In addition, the increase in bone volume observed in Nx+PTx 0.6% group, as compared to Nx+PTx 1.2% group, may be secondary to surgical hypoparathyroidism, which leads to an imbalance between resorption and formation in favor of the latter, resulting in increased bone mass at both cortical and trabecular sites, in humans [39]. However, such findings may only partially apply to the present animal study because of the concomitant presence of CKD.

An alternative mechanism may be the involvement of Wnt/β-catenin pathway in the pathogenesis of CKD-MBD. Because of low PTH levels in the present study, we expected to observe high serum sclerostin levels in both Nx+PTx groups. However, only when the phosphate intake was very high, namely in the Nx+PTx 1.2% group, did SOST mRNA expression increase to higher values than normal and did serum sclerostin levels return to the normal range. The differences between the two CKD rat groups were observed despite similar serum phosphate, PTH and creatinine levels, suggesting that dietary phosphate directly or indirectly regulates β-catenin activity, at least partially through modulation of SOST gene activity. The observed inverse correlation between serum sclerostin and bone volume is consistent with the well-known role of β-catenin in bone mass regulation. Supporting our results, a recent study with predialysis CKD patients showed that phosphate FE and serum Sclerostin levels were elevated at baseline. After therapy with the phosphate binder sevelamer, a decrease in serum Sclerostin was seen despite a significant decrease in serum PTH, suggesting the role of dietary phosphate in the modulation of sclerostin production [40].

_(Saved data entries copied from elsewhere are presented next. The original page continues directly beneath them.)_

//! Remote resolution: configured remote/branch templates to a concrete [`Target`].

use tracing::{debug, instrument};

use crate::config::{GitScm, RemoteConfig};
use crate::env::Environment;
use crate::errors::ResolveError;
use crate::models::{short_branch_name, Target};

/// Source of named remote definitions.
pub trait RemoteProvider {
    /// Exact, case-sensitive lookup.
    fn lookup_remote(&self, name: &str) -> Option<&RemoteConfig>;

    /// The remote with its own templated fields expanded.
    fn expand_remote(&self, remote: &RemoteConfig, env: &Environment) -> RemoteConfig {
        remote.expanded(env)
    }
}

impl RemoteProvider for GitScm {
    fn lookup_remote(&self, name: &str) -> Option<&RemoteConfig> {
        self.repository_by_name(name)
    }
}

/// Expand `remote_template` and `branch_template`, look the remote up and
/// build the target from its first URL.
///
/// Additional URLs of a remote are never pushed to. A branch given as
/// `refs/heads/<name>` is shortened to `<name>`.
#[instrument(skip(provider, env))]
pub fn resolve_target<P: RemoteProvider + ?Sized>(
    provider: &P,
    remote_template: &str,
    branch_template: &str,
    env: &Environment,
) -> Result<Target, ResolveError> {
    let remote_name = env.expand(remote_template);
    let branch_name = short_branch_name(&env.expand(branch_template)).to_string();

    let remote = provider
        .lookup_remote(&remote_name)
        .ok_or_else(|| ResolveError::RemoteNotFound(remote_name.clone()))?;
    let remote = provider.expand_remote(remote, env);

    let uri = remote
        .urls
        .first()
        .filter(|u| !u.trim().is_empty())
        .cloned()
        .ok_or_else(|| ResolveError::NoUri(remote_name.clone()))?;

    let target = Target {
        repository_name: remote_name,
        branch_name,
        uri,
        fetch_refspecs: remote.effective_fetch_refspecs(),
    };
    debug!(?target, "resolved push target");
    Ok(target)
}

The increase in osteoblast and osteocyte apoptosis in Nx+PTx rats in response to high phosphate intake confirms a previous in vitro study by Meleti et al [41] in osteoblast-like cells. However, apoptosis could also be mediated by SOST since canonical Wnt signaling appears to protect against programmed cell death through β-catenin dependent mechanisms.

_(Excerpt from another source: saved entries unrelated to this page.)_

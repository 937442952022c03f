//! Agent loop
//!
//! Each tick classifies fresh metrics, credits the previous action with the
//! transition reward, updates the value table, picks the next action and hands
//! it to the caller's action handler.
//!
//! Loop states:
//! - Uninitialized: no previous (state, action); the first tick only chooses
//! - Running: every later tick learns from the previous (state, action)
//!
//! The returned [`TickResult::action`] is the action being credited, i.e. the
//! one chosen on the previous tick. The action chosen during the tick is in
//! [`Agent::memory`] afterwards.

use rand::SeedableRng;
use rand_chacha::ChaCha8Rng;
use serde::{Deserialize, Serialize};
use tracing::{debug, info, warn};

use crate::classifier::classify;
use crate::config::AgentConfig;
use crate::error::StoreResult;
use crate::policy::{choose_action, RandomSource};
use crate::q_table::ValueTable;
use crate::reward::reward;
use crate::sanitize::metrics_issue;
use crate::store::KeyValueStore;
use crate::types::{Action, AgentMemory, Metrics, State, TickResult};

/// Dashboard view of the agent
#[derive(Debug, Clone, PartialEq, Serialize, Deserialize)]
#[serde(rename_all = "camelCase")]
pub struct AgentSnapshot {
    pub current_state: Option<State>,
    pub last_action: Option<Action>,
    pub last_reward: f64,
    pub q_table: ValueTable,
}

pub struct Agent<S: KeyValueStore, R: RandomSource = ChaCha8Rng> {
    learning_rate: f64,
    discount_factor: f64,
    /// Probability of a random action; adjustable directly
    pub exploration_rate: f64,
    storage_key: String,
    table: ValueTable,
    memory: AgentMemory,
    store: S,
    rng: R,
    store_failures: u64,
}

impl<S: KeyValueStore> Agent<S, ChaCha8Rng> {
    /// Create an agent with a ChaCha8 policy rng.
    ///
    /// Seeded from `config.seed`, or from the system clock when absent. Hosts
    /// without a clock (wasm) must pass a seed.
    pub fn new(config: AgentConfig, store: S) -> Self {
        let seed = config.seed.unwrap_or_else(clock_seed);
        Self::with_rng(config, store, ChaCha8Rng::seed_from_u64(seed))
    }
}

impl<S: KeyValueStore, R: RandomSource> Agent<S, R> {
    /// Create an agent with an explicit random source.
    ///
    /// Loads the persisted table under `config.storage_key`; a missing,
    /// unreadable or malformed blob leaves the all-zero table in place.
    pub fn with_rng(config: AgentConfig, store: S, rng: R) -> Self {
        let config = config.validated();
        let table = load_table(&store, &config.storage_key);

        Self {
            learning_rate: config.learning_rate,
            discount_factor: config.discount_factor,
            exploration_rate: config.exploration_rate,
            storage_key: config.storage_key,
            table,
            memory: AgentMemory::default(),
            store,
            rng,
            store_failures: 0,
        }
    }

    /// Run one sampling tick and pass the newly chosen action to `on_action`
    pub fn tick<F>(&mut self, blink_rate: f64, distance: f64, mut on_action: F) -> TickResult
    where
        F: FnMut(Action),
    {
        let metrics = Metrics {
            blink_rate,
            distance,
        };
        if let Some(issue) = metrics_issue(&metrics) {
            warn!(blink_rate, distance, issue, "Unexpected metric input");
        }

        let new_state = classify(blink_rate, distance);

        let Some((previous_state, previous_action)) = self.memory.previous() else {
            let action = self.choose_action(new_state);
            self.memory.record(new_state, action, 0.0);
            debug!(state = %new_state, action = %action, "First tick");
            on_action(action);
            return TickResult {
                previous_state: None,
                new_state,
                action,
                reward: 0.0,
            };
        };

        let reward = reward(previous_state, new_state);
        self.learn(previous_state, previous_action, reward, new_state);

        let next_action = self.choose_action(new_state);
        self.memory.record(new_state, next_action, reward);
        debug!(
            from = %previous_state,
            to = %new_state,
            credited = %previous_action,
            reward,
            next = %next_action,
            "Tick"
        );

        on_action(next_action);

        TickResult {
            previous_state: Some(previous_state),
            new_state,
            action: previous_action,
            reward,
        }
    }

    /// [`Agent::tick`] for a metrics sample
    pub fn process_metrics<F>(&mut self, metrics: Metrics, on_action: F) -> TickResult
    where
        F: FnMut(Action),
    {
        self.tick(metrics.blink_rate, metrics.distance, on_action)
    }

    /// Apply one learning update and persist the table.
    ///
    /// A failed save is logged and counted; the in-memory update stands.
    pub fn learn(&mut self, state: State, action: Action, reward: f64, next_state: State) -> f64 {
        let new_q = self.table.update(
            state,
            action,
            reward,
            next_state,
            self.learning_rate,
            self.discount_factor,
        );
        if let Err(err) = self.persist() {
            self.store_failures += 1;
            warn!(
                error = %err,
                key = %self.storage_key,
                failures = self.store_failures,
                "Failed to persist value table"
            );
        }
        new_q
    }

    /// Epsilon-greedy choice for `state`
    pub fn choose_action(&mut self, state: State) -> Action {
        choose_action(&self.table, state, self.exploration_rate, &mut self.rng)
    }

    /// Zero every cell and persist immediately
    pub fn reset_table(&mut self) -> StoreResult<()> {
        self.table.reset();
        info!(key = %self.storage_key, "Value table reset");
        self.persist()
    }

    pub fn table(&self) -> &ValueTable {
        &self.table
    }

    pub fn memory(&self) -> &AgentMemory {
        &self.memory
    }

    pub fn learning_rate(&self) -> f64 {
        self.learning_rate
    }

    pub fn discount_factor(&self) -> f64 {
        self.discount_factor
    }

    pub fn storage_key(&self) -> &str {
        &self.storage_key
    }

    /// Saves that failed since construction
    pub fn store_failures(&self) -> u64 {
        self.store_failures
    }

    pub fn store(&self) -> &S {
        &self.store
    }

    pub fn snapshot(&self) -> AgentSnapshot {
        AgentSnapshot {
            current_state: self.memory.last_state(),
            last_action: self.memory.last_action(),
            last_reward: self.memory.last_reward(),
            q_table: self.table,
        }
    }

    fn persist(&mut self) -> StoreResult<()> {
        let blob = self.table.to_json()?;
        self.store.save(&self.storage_key, &blob)
    }
}

fn load_table<S: KeyValueStore>(store: &S, key: &str) -> ValueTable {
    match store.load(key) {
        Ok(Some(blob)) => match ValueTable::from_json(&blob) {
            Ok(table) => {
                debug!(key, "Loaded persisted value table");
                table
            }
            Err(err) => {
                warn!(error = %err, key, "Discarding persisted value table");
                ValueTable::new()
            }
        },
        Ok(None) => ValueTable::new(),
        Err(err) => {
            warn!(error = %err, key, "Value table store unavailable, starting from zero");
            ValueTable::new()
        }
    }
}

fn clock_seed() -> u64 {
    use std::time::{SystemTime, UNIX_EPOCH};
    SystemTime::now()
        .duration_since(UNIX_EPOCH)
        .map(|d| d.as_nanos() as u64)
        .unwrap_or(42)
}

As regards the other analyses of changes in skeletal gene expression higher Dkk-1 mRNA levels in Nx+PTx 1.2% relative to Nx+PTx 0.6% and sham animals. We still do not know the real role of Dkk-1 on renal osteodystrophy. Another interesting finding was that Gsk3b, which leads to phosphorylation of β-catenin and stimulates β-catenin degradation was lower in CKD animals fed 0.6% phosphate than those fed 1.2% phosphate diet, again suggesting that dietary phosphate is involved in the regulation of Wnt/β-catenin signaling. In addition, phosphate was also shown to increase RANK gene expression, which could equally have contributed to the observed lower bone volume.

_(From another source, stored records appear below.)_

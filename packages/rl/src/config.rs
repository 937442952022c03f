use serde::{Deserialize, Serialize};

/// Key the value table is persisted under
pub const DEFAULT_STORAGE_KEY: &str = "eyeGuardianQTable";

pub const DEFAULT_LEARNING_RATE: f64 = 0.1;
pub const DEFAULT_DISCOUNT_FACTOR: f64 = 0.9;
pub const DEFAULT_EXPLORATION_RATE: f64 = 0.1;

fn default_learning_rate() -> f64 {
    DEFAULT_LEARNING_RATE
}

fn default_discount_factor() -> f64 {
    DEFAULT_DISCOUNT_FACTOR
}

fn default_exploration_rate() -> f64 {
    DEFAULT_EXPLORATION_RATE
}

fn default_storage_key() -> String {
    DEFAULT_STORAGE_KEY.to_string()
}

/// Agent construction options.
///
/// Field names follow the browser options object (`learningRate`, `discountFactor`, ...),
/// any missing field takes its default.
#[derive(Debug, Clone, PartialEq, Serialize, Deserialize)]
#[serde(rename_all = "camelCase")]
pub struct AgentConfig {
    /// alpha, in (0, 1]
    #[serde(default = "default_learning_rate")]
    pub learning_rate: f64,
    /// gamma, in [0, 1]
    #[serde(default = "default_discount_factor")]
    pub discount_factor: f64,
    /// epsilon, in [0, 1]
    #[serde(default = "default_exploration_rate")]
    pub exploration_rate: f64,
    #[serde(default = "default_storage_key")]
    pub storage_key: String,
    /// Seed for the policy rng; `None` derives one from the clock
    #[serde(default)]
    pub seed: Option<u64>,
}

impl Default for AgentConfig {
    fn default() -> Self {
        Self {
            learning_rate: DEFAULT_LEARNING_RATE,
            discount_factor: DEFAULT_DISCOUNT_FACTOR,
            exploration_rate: DEFAULT_EXPLORATION_RATE,
            storage_key: default_storage_key(),
            seed: None,
        }
    }
}

impl AgentConfig {
    pub fn new(learning_rate: f64, discount_factor: f64) -> Self {
        Self {
            learning_rate,
            discount_factor,
            ..Default::default()
        }
    }

    pub fn with_seed(mut self, seed: u64) -> Self {
        self.seed = Some(seed);
        self
    }

    pub fn with_exploration_rate(mut self, exploration_rate: f64) -> Self {
        self.exploration_rate = exploration_rate;
        self
    }

    /// Clamp every rate into its legal range
    pub fn validated(mut self) -> Self {
        self.learning_rate = if self.learning_rate.is_finite() && self.learning_rate > 0.0 {
            self.learning_rate.min(1.0)
        } else {
            DEFAULT_LEARNING_RATE
        };
        self.discount_factor = clamp_unit(self.discount_factor, DEFAULT_DISCOUNT_FACTOR);
        self.exploration_rate = clamp_unit(self.exploration_rate, DEFAULT_EXPLORATION_RATE);
        if self.storage_key.is_empty() {
            self.storage_key = default_storage_key();
        }
        self
    }
}

fn clamp_unit(value: f64, fallback: f64) -> f64 {
    if value.is_nan() {
        fallback
    } else {
        value.clamp(0.0, 1.0)
    }
}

Our study has several limitations. First, we did not evaluate inflammatory markers, which could have influenced serum sclerostin levels. Second, serum phosphate levels and phosphate FE were only in fasting state. Third, there was no correlation between the serum levels of sclerostin and SOST gene expression values. A longer observation time might have been necessary to observe increased circulating sclerostin resulting from the increase in SOST mRNA. Another possibility is that there are still technical problems with the determination of serum sclerostin, both in humans and in animals. Fourth, for the analyses of gene expression in bone, a small number of samples was analyzed. Nevertheless, we believe that did not invalidate our results, since the numbers were very uniform with almost no variation within groups and with variation of almost ten times among them [42]. Fifth, for calcitriol measurements we used pools of sera, allowing comparison of only few samples per group which could explain the observed absence of significant differences between groups. Finally, we did not include a control group put on 1.2% phosphate diet, because these animals would almost certainly have developed secondary hyperparathyroidism.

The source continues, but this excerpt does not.